Since making sure that your garden is well watered every week may not fit your busy schedule, that is where mulch saves the day. Mulch will help conserve the moisture in your garden during the high summer heat. To make sure mulch is helping to conserve moisture in the soil and not keeping water from entering the soil, water your garden well before you put the mulch down. Then mulch your garden to a depth of between 1''-3'' and water it again. After this initial two-step watering, your garden should be on its way to conserving moisture in the high summer temperatures. You may still need to water your garden, but not nearly as often.

Having a garden very full of plants not only is beautiful to look at, but it also keeps moisture in the soil. At first you would think that having a very full garden would take more watering, but it is just the opposite. Having a garden full of plants increases the humidity level in the garden. The garden plants also help conserve water in the garden by shading the ground from the sun's moisture evaporating powers. If you have spaces of exposed soil or mulch between plant species, it may look neat, but you are allowing the sun to shine directly onto the ground. This means that the water will leave your garden that much faster. And unless enough mulch is on the open ground between plants, the plants roots may be heat stressed as well.

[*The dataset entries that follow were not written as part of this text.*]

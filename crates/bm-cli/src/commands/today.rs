//! Today command: feed and diaper totals since local midnight.

use std::fmt::Display;
use std::io::Write;

use anyhow::Result;
use bm_client::{RemoteStore, Repository};
use bm_core::aggregation::{DiaperSummary, FeedSummary, diaper_today_summary, feed_today_summary};
use bm_core::display::format_ounces;
use bm_core::{Diaper, Feed};
use chrono::{DateTime, TimeZone, Utc};
use serde::Serialize;

/// Today's numbers for both tabs.
#[derive(Debug, Serialize)]
#[serde(rename_all = "camelCase")]
pub struct TodayReport {
    pub generated_at: DateTime<Utc>,
    pub timezone: String,
    pub feeds: FeedSummary,
    pub diapers: DiaperSummary,
}

/// Name of the host's time zone, as reported for `chrono::Local`.
pub fn local_zone_name() -> String {
    iana_time_zone::get_timezone().unwrap_or_else(|_| "local".to_string())
}

/// Prints today's totals. `timezone` names the zone of `now`.
pub async fn run<S, W, Tz>(
    writer: &mut W,
    feeds: &Repository<'_, S, Feed>,
    diapers: &Repository<'_, S, Diaper>,
    json: bool,
    now: &DateTime<Tz>,
    timezone: &str,
) -> Result<()>
where
    S: RemoteStore,
    W: Write,
    Tz: TimeZone,
    Tz::Offset: Display,
{
    let feed_events = feeds.list_all_or_empty().await;
    let diaper_events = diapers.list_all_or_empty().await;

    let report = TodayReport {
        generated_at: now.with_timezone(&Utc),
        timezone: timezone.to_string(),
        feeds: feed_today_summary(&feed_events, now),
        diapers: diaper_today_summary(&diaper_events, now),
    };

    if json {
        writeln!(writer, "{}", serde_json::to_string_pretty(&report)?)?;
    } else {
        render(writer, &report)?;
    }
    Ok(())
}

/// Formats the human-readable summary.
pub fn render<W: Write>(writer: &mut W, report: &TodayReport) -> Result<()> {
    let now = report.generated_at;
    let feeds = &report.feeds;
    let diapers = &report.diapers;

    writeln!(writer, "FEEDS TODAY")?;
    writeln!(writer, "───────────")?;
    writeln!(writer, "Total:       {} oz", format_ounces(feeds.total_oz))?;
    writeln!(writer, "Feeds:       {}", feeds.feed_count)?;
    writeln!(writer, "Avg/feed:    {} oz", feeds.avg_label())?;
    writeln!(
        writer,
        "Last feed:   {}",
        feeds.since_last(now).as_deref().unwrap_or("none yet")
    )?;

    writeln!(writer)?;
    writeln!(writer, "DIAPERS TODAY")?;
    writeln!(writer, "─────────────")?;
    writeln!(writer, "Total:       {}", diapers.total)?;
    writeln!(writer, "Wet:         {}", diapers.wet)?;
    writeln!(writer, "Dirty:       {}", diapers.dirty)?;
    writeln!(
        writer,
        "Last change: {}",
        diapers.since_last(now).as_deref().unwrap_or("none yet")
    )?;
    Ok(())
}
//! Authenticated session credentials.

use std::fmt;

use chrono::{DateTime, Duration, TimeDelta, Utc};
use serde::{Deserialize, Serialize};

use crate::types::UserId;

/// Credential bundle granting access to one user's data.
///
/// Persisted as camelCase JSON with `expiresAt` in epoch milliseconds.
#[derive(Clone, PartialEq, Eq, Serialize, Deserialize)]
#[serde(rename_all = "camelCase")]
pub struct Session {
    pub id_token: String,
    pub refresh_token: String,
    pub local_id: UserId,
    #[serde(default)]
    pub email: String,
    #[serde(with = "chrono::serde::ts_milliseconds")]
    pub expires_at: DateTime<Utc>,
}

impl fmt::Debug for Session {
    fn fmt(&self, f: &mut fmt::Formatter<'_>) -> fmt::Result {
        f.debug_struct("Session")
            .field("id_token", &"[REDACTED]")
            .field("refresh_token", &"[REDACTED]")
            .field("local_id", &self.local_id)
            .field("email", &self.email)
            .field("expires_at", &self.expires_at)
            .finish()
    }
}

impl Session {
    /// Builds a session issued at `issued_at` that lives for `expires_in_secs`.
    ///
    /// A lifetime that does not fit the calendar yields a session that is
    /// already expired.
    pub fn issued(
        id_token: String,
        refresh_token: String,
        local_id: UserId,
        email: String,
        issued_at: DateTime<Utc>,
        expires_in_secs: i64,
    ) -> Self {
        Self {
            id_token,
            refresh_token,
            local_id,
            email,
            expires_at: TimeDelta::try_seconds(expires_in_secs)
                .and_then(|lifetime| issued_at.checked_add_signed(lifetime))
                .unwrap_or(issued_at),
        }
    }

    /// A session whose expiry is at or before `now` must not authorize requests.
    pub fn is_expired(&self, now: DateTime<Utc>) -> bool {
        self.expires_at <= now
    }

    /// Time left before expiry, or zero when already expired.
    pub fn remaining(&self, now: DateTime<Utc>) -> Duration {
        (self.expires_at - now).max(Duration::zero())
    }
}
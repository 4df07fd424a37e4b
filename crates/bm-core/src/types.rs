//! Core type definitions with validation.

use std::fmt;

use serde::{Deserialize, Serialize};
use thiserror::Error;

/// Validation errors for core types.
#[derive(Debug, Error, Clone, PartialEq)]
pub enum ValidationError {
    /// The provided value was empty.
    #[error("{field} cannot be empty")]
    Empty { field: &'static str },

    /// The ounce amount is not one of the selectable values.
    #[error("ounces must be between 0.5 and 10 in steps of 0.5, got {value}")]
    OuncesOutOfRange { value: f64 },

    /// Invalid diaper type value.
    #[error("invalid diaper type: {value} (expected wet, dirty or both)")]
    InvalidDiaperType { value: String },

    /// Hour or minute outside the clock.
    #[error("invalid time of day: {hour:02}:{minute:02}")]
    InvalidTimeOfDay { hour: u32, minute: u32 },
}

/// Generates a validated string ID newtype with common trait implementations.
macro_rules! define_string_id {
    (
        $(#[$meta:meta])*
        $name:ident, $field_name:literal
    ) => {
        $(#[$meta])*
        #[derive(Debug, Clone, PartialEq, Eq, Hash, PartialOrd, Ord, Serialize, Deserialize)]
        #[serde(try_from = "String", into = "String")]
        pub struct $name(String);

        impl $name {
            /// Creates a new ID after validation.
            pub fn new(id: impl Into<String>) -> Result<Self, ValidationError> {
                let id = id.into();
                if id.is_empty() {
                    return Err(ValidationError::Empty { field: $field_name });
                }
                Ok(Self(id))
            }

            /// Returns the ID as a string slice.
            pub fn as_str(&self) -> &str {
                &self.0
            }
        }

        impl TryFrom<String> for $name {
            type Error = ValidationError;

            fn try_from(value: String) -> Result<Self, Self::Error> {
                Self::new(value)
            }
        }

        impl From<$name> for String {
            fn from(id: $name) -> Self {
                id.0
            }
        }

        impl fmt::Display for $name {
            fn fmt(&self, f: &mut fmt::Formatter<'_>) -> fmt::Result {
                write!(f, "{}", self.0)
            }
        }

        impl AsRef<str> for $name {
            fn as_ref(&self) -> &str {
                &self.0
            }
        }
    };
}

define_string_id!(
    /// A validated event identifier.
    ///
    /// Event IDs are assigned by the remote store when a record is created and
    /// are unique within one user's collection.
    EventId, "event ID"
);

define_string_id!(
    /// A validated user identifier (the identity provider's `localId`).
    UserId, "user ID"
);

/// An amount of milk in fluid ounces.
///
/// User input is restricted to the picker values (0.5 to 10 in steps of 0.5).
/// Values read back from the store are accepted leniently: negative amounts
/// become 0.
#[derive(Debug, Clone, Copy, PartialEq, PartialOrd)]
pub struct Ounces(f64);

impl Ounces {
    /// Smallest selectable amount.
    pub const MIN: Self = Self(0.5);

    /// Largest selectable amount.
    pub const MAX: Self = Self(10.0);

    /// Step between selectable amounts.
    pub const STEP: f64 = 0.5;

    /// Creates an amount after checking it is one of the selectable values.
    pub fn new(value: f64) -> Result<Self, ValidationError> {
        let steps = value / Self::STEP;
        if value.is_nan()
            || !(Self::MIN.0..=Self::MAX.0).contains(&value)
            || (steps - steps.round()).abs() > f64::EPSILON
        {
            return Err(ValidationError::OuncesOutOfRange { value });
        }
        Ok(Self(value))
    }

    /// Creates an amount without range checks, flooring negatives and NaN at 0.
    #[must_use]
    pub const fn lenient(value: f64) -> Self {
        if value.is_nan() || value < 0.0 {
            Self(0.0)
        } else {
            Self(value)
        }
    }

    /// Returns the inner f64 value.
    #[must_use]
    pub const fn value(self) -> f64 {
        self.0
    }

    /// All selectable amounts, smallest first.
    pub fn choices() -> impl Iterator<Item = Self> {
        (1..=20_u8).map(|step| Self(f64::from(step) * Self::STEP))
    }
}

impl Default for Ounces {
    fn default() -> Self {
        Self(4.0)
    }
}

impl fmt::Display for Ounces {
    fn fmt(&self, f: &mut fmt::Formatter<'_>) -> fmt::Result {
        write!(f, "{}", crate::display::format_ounces(self.0))
    }
}

impl TryFrom<f64> for Ounces {
    type Error = ValidationError;

    fn try_from(value: f64) -> Result<Self, Self::Error> {
        Self::new(value)
    }
}

impl From<Ounces> for f64 {
    fn from(o: Ounces) -> Self {
        o.0
    }
}

impl Serialize for Ounces {
    fn serialize<S>(&self, serializer: S) -> Result<S::Ok, S::Error>
    where
        S: serde::Serializer,
    {
        self.0.serialize(serializer)
    }
}

impl<'de> Deserialize<'de> for Ounces {
    fn deserialize<D>(deserializer: D) -> Result<Self, D::Error>
    where
        D: serde::Deserializer<'de>,
    {
        let value = f64::deserialize(deserializer)?;
        Ok(Self::lenient(value))
    }
}
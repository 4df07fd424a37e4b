//! CLI subcommand implementations.

pub mod auth;
pub mod diaper;
pub mod events;
pub mod feed;
pub mod status;
pub mod today;
pub mod util;

use anyhow::{Context, Result};
use bm_client::{AuthClient, HttpStore, SessionStore};
use bm_core::Session;
use chrono::{DateTime, Utc};

use crate::Config;

/// Session slot at the configured path.
pub fn session_store(config: &Config) -> SessionStore {
    SessionStore::new(&config.session_path)
}

/// Identity provider client, failing with a hint if no API key is configured.
pub fn auth_client(config: &Config) -> Result<AuthClient> {
    let api_key = config
        .api_key
        .as_deref()
        .context("No API key configured. Set api_key in ~/.config/bm/config.toml or BM_API_KEY.")?;
    AuthClient::new(api_key, config.endpoints()).context("failed to create auth client")
}

/// Database client, failing with a hint if no URL is configured.
pub fn open_store(config: &Config) -> Result<HttpStore> {
    let url = config.database_url.as_deref().context(
        "No database URL configured. Set database_url in ~/.config/bm/config.toml or BM_DATABASE_URL.",
    )?;
    HttpStore::new(url).context("failed to create database client")
}

/// Loads the session, refreshing it if expired, or fails asking to log in.
pub async fn require_session(config: &Config, now: DateTime<Utc>) -> Result<Session> {
    let client = auth_client(config)?;
    session_store(config)
        .load(&client, now)
        .await
        .context("failed to load session")?
        .context("Not logged in. Run 'bm login' first.")
}
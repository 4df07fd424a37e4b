//! Logged events: feeds and diaper changes.
//!
//! A record (`Feed`, `Diaper`) is the body stored at one key of a remote
//! collection. An [`Entry`] pairs that body with the id the store assigned.

use std::fmt;
use std::ops::Deref;

use chrono::{DateTime, Utc};
use serde::de::DeserializeOwned;
use serde::{Deserialize, Serialize};

use crate::diaper_type::DiaperType;
use crate::types::{EventId, Ounces};

/// A record kind that lives in its own remote collection.
pub trait EventRecord:
    Serialize + DeserializeOwned + Clone + fmt::Debug + Send + Sync + 'static
{
    /// Collection name under the user's namespace (`feeds`, `diapers`).
    const COLLECTION: &'static str;

    /// When the event happened (user-chosen).
    fn timestamp(&self) -> DateTime<Utc>;

    /// When the record was written.
    fn created_at(&self) -> DateTime<Utc>;
}

/// A bottle feed.
#[derive(Debug, Clone, PartialEq, Serialize, Deserialize)]
#[serde(rename_all = "camelCase")]
pub struct Feed {
    /// When the feed happened.
    #[serde(with = "iso8601")]
    pub timestamp: DateTime<Utc>,
    /// Amount taken.
    pub ounces: Ounces,
    /// When the record was written.
    #[serde(with = "iso8601")]
    pub created_at: DateTime<Utc>,
}

impl EventRecord for Feed {
    const COLLECTION: &'static str = "feeds";

    fn timestamp(&self) -> DateTime<Utc> {
        self.timestamp
    }

    fn created_at(&self) -> DateTime<Utc> {
        self.created_at
    }
}

/// A diaper change.
#[derive(Debug, Clone, PartialEq, Eq, Serialize, Deserialize)]
#[serde(rename_all = "camelCase")]
pub struct Diaper {
    /// When the change happened.
    #[serde(with = "iso8601")]
    pub timestamp: DateTime<Utc>,
    /// What the diaper contained.
    #[serde(rename = "type")]
    pub kind: DiaperType,
    /// When the record was written.
    #[serde(with = "iso8601")]
    pub created_at: DateTime<Utc>,
}

impl EventRecord for Diaper {
    const COLLECTION: &'static str = "diapers";

    fn timestamp(&self) -> DateTime<Utc> {
        self.timestamp
    }

    fn created_at(&self) -> DateTime<Utc> {
        self.created_at
    }
}

/// A stored record together with its store-assigned id.
#[derive(Debug, Clone, PartialEq, Serialize, Deserialize)]
pub struct Entry<T> {
    pub id: EventId,
    #[serde(flatten)]
    pub record: T,
}

impl<T> Entry<T> {
    pub const fn new(id: EventId, record: T) -> Self {
        Self { id, record }
    }
}

impl<T> Deref for Entry<T> {
    type Target = T;

    fn deref(&self) -> &T {
        &self.record
    }
}

impl<T> AsRef<T> for Entry<T> {
    fn as_ref(&self) -> &T {
        &self.record
    }
}

impl AsRef<Self> for Feed {
    fn as_ref(&self) -> &Self {
        self
    }
}

impl AsRef<Self> for Diaper {
    fn as_ref(&self) -> &Self {
        self
    }
}

/// A feed with its id.
pub type FeedEvent = Entry<Feed>;

/// A diaper change with its id.
pub type DiaperEvent = Entry<Diaper>;

/// Orders entries most recent first, breaking ties by id (descending).
pub fn sort_newest_first<T: EventRecord>(entries: &mut [Entry<T>]) {
    entries.sort_by(|a, b| {
        b.record
            .timestamp()
            .cmp(&a.record.timestamp())
            .then_with(|| b.id.cmp(&a.id))
    });
}

/// Serde adapter for instants in the store's ISO-8601 form.
///
/// Writes millisecond precision with a `Z` suffix
/// (`2025-01-29T08:00:00.000Z`); reads any RFC 3339 string.
pub mod iso8601 {
    use chrono::{DateTime, SecondsFormat, Utc};
    use serde::{Deserialize, Deserializer, Serializer};

    pub fn serialize<S>(value: &DateTime<Utc>, serializer: S) -> Result<S::Ok, S::Error>
    where
        S: Serializer,
    {
        serializer.serialize_str(&value.to_rfc3339_opts(SecondsFormat::Millis, true))
    }

    pub fn deserialize<'de, D>(deserializer: D) -> Result<DateTime<Utc>, D::Error>
    where
        D: Deserializer<'de>,
    {
        let s = String::deserialize(deserializer)?;
        DateTime::parse_from_rfc3339(&s)
            .map(|dt| dt.with_timezone(&Utc))
            .map_err(serde::de::Error::custom)
    }
}
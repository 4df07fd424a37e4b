//! Add, edit, remove and list, shared by feeds and diaper changes.
//!
//! Every write goes through the editor state and is followed by a full reload
//! of the collection. A failed write is logged and the reload still runs.

use std::fmt::Display;
use std::io::Write;

use anyhow::{Context, Result};
use bm_client::{RemoteStore, Repository};
use bm_core::display::{day_header, format_clock};
use bm_core::{
    Action, Diaper, EditorState, Entry, EventId, EventRecord, Feed, Submission, Tab,
};
use chrono::{DateTime, TimeZone};

/// A record kind the CLI can log.
pub trait Logged: EventRecord {
    /// Editor tab that owns this kind.
    const TAB: Tab;
    /// Singular noun for messages.
    const NOUN: &'static str;
    /// Plural noun for messages.
    const PLURAL: &'static str;

    /// Action that loads `entry` into the editor.
    fn begin_edit(entry: Entry<Self>) -> Action;

    /// The write the editor currently describes.
    fn submission<Tz: TimeZone>(state: &EditorState, now: &DateTime<Tz>) -> Submission<Self>;

    /// Short description for list rows ("4.5 oz", "Wet").
    fn describe(&self) -> String;
}

impl Logged for Feed {
    const TAB: Tab = Tab::Feeds;
    const NOUN: &'static str = "feed";
    const PLURAL: &'static str = "feeds";

    fn begin_edit(entry: Entry<Self>) -> Action {
        Action::BeginFeedEdit(entry)
    }

    fn submission<Tz: TimeZone>(state: &EditorState, now: &DateTime<Tz>) -> Submission<Self> {
        state.feed_submission(now)
    }

    fn describe(&self) -> String {
        format!("{} oz", self.ounces)
    }
}

impl Logged for Diaper {
    const TAB: Tab = Tab::Diapers;
    const NOUN: &'static str = "diaper change";
    const PLURAL: &'static str = "diaper changes";

    fn begin_edit(entry: Entry<Self>) -> Action {
        Action::BeginDiaperEdit(entry)
    }

    fn submission<Tz: TimeZone>(state: &EditorState, now: &DateTime<Tz>) -> Submission<Self> {
        state.diaper_submission(now)
    }

    fn describe(&self) -> String {
        self.kind.label().to_string()
    }
}

/// Number of rows printed after a write.
const RELOAD_ROWS: usize = 5;

/// Creates a record, or replaces `editing` when given, from picker `actions`.
pub async fn save<S, T, W, Tz>(
    writer: &mut W,
    repo: &Repository<'_, S, T>,
    editing: Option<&str>,
    actions: Vec<Action>,
    now: &DateTime<Tz>,
) -> Result<()>
where
    S: RemoteStore,
    T: Logged,
    W: Write,
    Tz: TimeZone,
    Tz::Offset: Display,
{
    let mut state = EditorState::new(now).reduce(Action::SelectTab(T::TAB), now);

    if let Some(id) = editing {
        let id = EventId::new(id)?;
        let entry = repo
            .list_all()
            .await
            .with_context(|| format!("failed to load {}", T::PLURAL))?
            .into_iter()
            .find(|entry| entry.id == id)
            .with_context(|| format!("No {} with ID {id}", T::NOUN))?;
        state = state.reduce(T::begin_edit(entry), now);
    }

    for action in actions {
        state = state.reduce(action, now);
    }

    match T::submission(&state, now) {
        Submission::Create(record) => match repo.create(&record).await {
            Ok(id) => writeln!(writer, "Added {} {id}", T::NOUN)?,
            Err(err) => tracing::error!(error = %err, "failed to add {}", T::NOUN),
        },
        Submission::Replace(id, record) => match repo.update(&id, &record).await {
            Ok(()) => writeln!(writer, "Updated {} {id}", T::NOUN)?,
            Err(err) => tracing::error!(error = %err, %id, "failed to update {}", T::NOUN),
        },
    }

    reload(writer, repo, now).await
}

/// Deletes the record with `id`.
pub async fn remove<S, T, W, Tz>(
    writer: &mut W,
    repo: &Repository<'_, S, T>,
    id: &str,
    now: &DateTime<Tz>,
) -> Result<()>
where
    S: RemoteStore,
    T: Logged,
    W: Write,
    Tz: TimeZone,
    Tz::Offset: Display,
{
    let id = EventId::new(id)?;
    match repo.delete(&id).await {
        Ok(()) => writeln!(writer, "Deleted {} {id}", T::NOUN)?,
        Err(err) => tracing::error!(error = %err, %id, "failed to delete {}", T::NOUN),
    }

    reload(writer, repo, now).await
}

/// Prints the latest `limit` records grouped by day.
pub async fn list<S, T, W, Tz>(
    writer: &mut W,
    repo: &Repository<'_, S, T>,
    limit: usize,
    json: bool,
    now: &DateTime<Tz>,
) -> Result<()>
where
    S: RemoteStore,
    T: Logged,
    W: Write,
    Tz: TimeZone,
    Tz::Offset: Display,
{
    let entries = repo.list_all_or_empty().await;
    let shown = &entries[..entries.len().min(limit)];

    if json {
        writeln!(writer, "{}", serde_json::to_string_pretty(shown)?)?;
    } else {
        render_list(writer, shown, now)?;
    }
    Ok(())
}

async fn reload<S, T, W, Tz>(
    writer: &mut W,
    repo: &Repository<'_, S, T>,
    now: &DateTime<Tz>,
) -> Result<()>
where
    S: RemoteStore,
    T: Logged,
    W: Write,
    Tz: TimeZone,
    Tz::Offset: Display,
{
    let entries = repo.list_all_or_empty().await;
    writeln!(writer)?;
    render_list(writer, &entries[..entries.len().min(RELOAD_ROWS)], now)
}

/// Renders entries (already newest first) under day headers.
pub fn render_list<T, W, Tz>(writer: &mut W, entries: &[Entry<T>], now: &DateTime<Tz>) -> Result<()>
where
    T: Logged,
    W: Write,
    Tz: TimeZone,
    Tz::Offset: Display,
{
    if entries.is_empty() {
        writeln!(writer, "No {} yet.", T::PLURAL)?;
        return Ok(());
    }

    let tz = now.timezone();
    let today = now.date_naive();
    let mut current_day = None;

    for entry in entries {
        let local = entry.timestamp().with_timezone(&tz);
        let day = local.date_naive();
        if current_day != Some(day) {
            writeln!(writer, "{}", day_header(day, today))?;
            current_day = Some(day);
        }
        writeln!(
            writer,
            "  {:>8}  {:<8}  {}",
            format_clock(&local),
            entry.record.describe(),
            entry.id
        )?;
    }
    Ok(())
}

Keep in mind that your entire garden is alive. So not only do the plants suffer in the heat, but the living food chain in your garden suffers as well. While parts of your garden's natural food chain may begin to collapse from the heat stress, other parts of that same food chain will take advantage of the collapse. This is where plants become more open to attacks from aphids and other disease spreading plant pests, while beneficial insects begin to decline as they leave to look for more favorable conditions.